So, ya say that 1988's Who Framed Roger Rabbit was definitely neat but not grown-up enough for you? Now, to have all that awesome animation entwined into a more adult oriented story line, that would make a fantastic flick. Darn it all if 1992's presentation of Cool World isn't just that. That's right, isn't, as in: is not. The story jumps into something else so randomly its as though most of it was left somewhere on a cutting room floor. The animated characters (all portrayed through very second rate animation) are an annoying bustle of senseless activity. It all sums up to a rather disorganized mess. Really too bad.

Picture quality reveals a poorly produced transfer. Better than any VHS copy ever produced but still, with all the benchmark transfers in DVD being done out there, this is just unacceptable. The film print is loaded with grain and fluctuating contrast. Black levels are more of a dark grey. Colours seemed quite bright and well rendered.

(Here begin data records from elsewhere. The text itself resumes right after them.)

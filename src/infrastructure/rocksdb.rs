use crate::domain::block::Block;
use crate::domain::ports::{ChainStore, TransactionLog, UserRegistry};
use crate::domain::transaction::Transaction;
use crate::domain::user::{User, UserId};
use crate::error::{CoinError, Result};
use async_trait::async_trait;
use rocksdb::{
    ColumnFamily, ColumnFamilyDescriptor, DB, IteratorMode, Options, WriteBatch, WriteOptions,
};
use serde::de::DeserializeOwned;
use std::path::Path;
use std::sync::Arc;
use std::sync::atomic::{AtomicU64, Ordering};

/// Column Family for registered users.
pub const CF_USERS: &str = "users";
/// Column Family for the transaction log, keyed by append sequence.
pub const CF_TRANSACTIONS: &str = "transactions";
/// Column Family for sealed blocks, keyed by block index.
pub const CF_CHAIN: &str = "chain";

/// A persistent store implementation using RocksDB.
///
/// Users, transactions and blocks live in separate Column Families. Keys
/// are big-endian so iteration follows append order. Every write is synced
/// before it is acknowledged.
///
/// This struct is thread-safe (`Clone` shares the underlying `Arc<DB>`).
#[derive(Clone)]
pub struct RocksDBStore {
    db: Arc<DB>,
    next_sequence: Arc<AtomicU64>,
}

impl RocksDBStore {
    /// Opens or creates a RocksDB instance at the specified path.
    ///
    /// Ensures that the required column families exist and resumes the
    /// transaction sequence after the last stored entry.
    pub fn open<P: AsRef<Path>>(path: P) -> Result<Self> {
        let mut opts = Options::default();
        opts.create_if_missing(true);
        opts.create_missing_column_families(true);

        let cfs = [CF_USERS, CF_TRANSACTIONS, CF_CHAIN]
            .into_iter()
            .map(|name| ColumnFamilyDescriptor::new(name, Options::default()));
        let db = DB::open_cf_descriptors(&opts, path, cfs)?;

        let next_sequence = {
            let cf = cf(&db, CF_TRANSACTIONS)?;
            match db.iterator_cf(cf, IteratorMode::End).next() {
                Some(item) => {
                    let (key, _) = item?;
                    decode_key(&key)? + 1
                }
                None => 0,
            }
        };

        Ok(Self {
            db: Arc::new(db),
            next_sequence: Arc::new(AtomicU64::new(next_sequence)),
        })
    }

    fn cf(&self, name: &str) -> Result<&ColumnFamily> {
        cf(&self.db, name)
    }

    fn scan<T: DeserializeOwned>(&self, name: &str) -> Result<Vec<T>> {
        let handle = self.cf(name)?;
        let mut out = Vec::new();
        for item in self.db.iterator_cf(handle, IteratorMode::Start) {
            let (_key, value) = item?;
            out.push(serde_json::from_slice(&value)?);
        }
        Ok(out)
    }
}

fn cf<'a>(db: &'a DB, name: &str) -> Result<&'a ColumnFamily> {
    db.cf_handle(name).ok_or_else(|| {
        CoinError::persistence(std::io::Error::other(format!(
            "{name} column family not found"
        )))
    })
}

fn decode_key(key: &[u8]) -> Result<u64> {
    let bytes: [u8; 8] = key.try_into().map_err(|_| {
        CoinError::persistence(std::io::Error::new(
            std::io::ErrorKind::InvalidData,
            "malformed sequence key",
        ))
    })?;
    Ok(u64::from_be_bytes(bytes))
}

fn synced() -> WriteOptions {
    let mut opts = WriteOptions::default();
    opts.set_sync(true);
    opts
}

#[async_trait]
impl UserRegistry for RocksDBStore {
    async fn exists(&self, user_id: &UserId) -> Result<bool> {
        let cf = self.cf(CF_USERS)?;
        Ok(self.db.get_pinned_cf(cf, user_id.as_str())?.is_some())
    }

    async fn register(&self, user_id: &UserId) -> Result<User> {
        if self.exists(user_id).await? {
            return Err(CoinError::AlreadyExists(user_id.clone()));
        }
        let user = User::new(user_id.clone());
        let value = serde_json::to_vec(&user)?;
        self.db
            .put_cf_opt(self.cf(CF_USERS)?, user_id.as_str(), value, &synced())?;
        Ok(user)
    }

    async fn all_users(&self) -> Result<Vec<User>> {
        self.scan(CF_USERS)
    }
}

#[async_trait]
impl TransactionLog for RocksDBStore {
    async fn append_transaction(&self, tx: &Transaction) -> Result<()> {
        let value = serde_json::to_vec(tx)?;
        // Reserve the key up front; a failed put leaves a gap, never a clash.
        let sequence = self.next_sequence.fetch_add(1, Ordering::SeqCst);
        self.db.put_cf_opt(
            self.cf(CF_TRANSACTIONS)?,
            sequence.to_be_bytes(),
            value,
            &synced(),
        )?;
        Ok(())
    }

    async fn list_transactions(&self) -> Result<Vec<Transaction>> {
        self.scan(CF_TRANSACTIONS)
    }
}

#[async_trait]
impl ChainStore for RocksDBStore {
    async fn load_chain(&self) -> Result<Vec<Block>> {
        self.scan(CF_CHAIN)
    }

    async fn save_chain(&self, chain: &[Block]) -> Result<()> {
        let cf = self.cf(CF_CHAIN)?;
        let mut batch = WriteBatch::default();
        for block in chain {
            batch.put_cf(cf, block.index.to_be_bytes(), serde_json::to_vec(block)?);
        }
        self.db.write_opt(batch, &synced())?;
        Ok(())
    }
}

Soundtrack offers a great improvement. As this did have a pretty hip soundtrack for its time, the musical accompaniment is reproduced nicely. Surrounds were active effectively, low-level could have been more responsive but still proved acceptable. Vocals seemed a little rough and dated.

A still frame, dead silent main menu has unanimated transitions to still frame, dead silent secondary menus. There you can access nothing, not even a trailer. Yikes, did Paramount completely cheap out on this one.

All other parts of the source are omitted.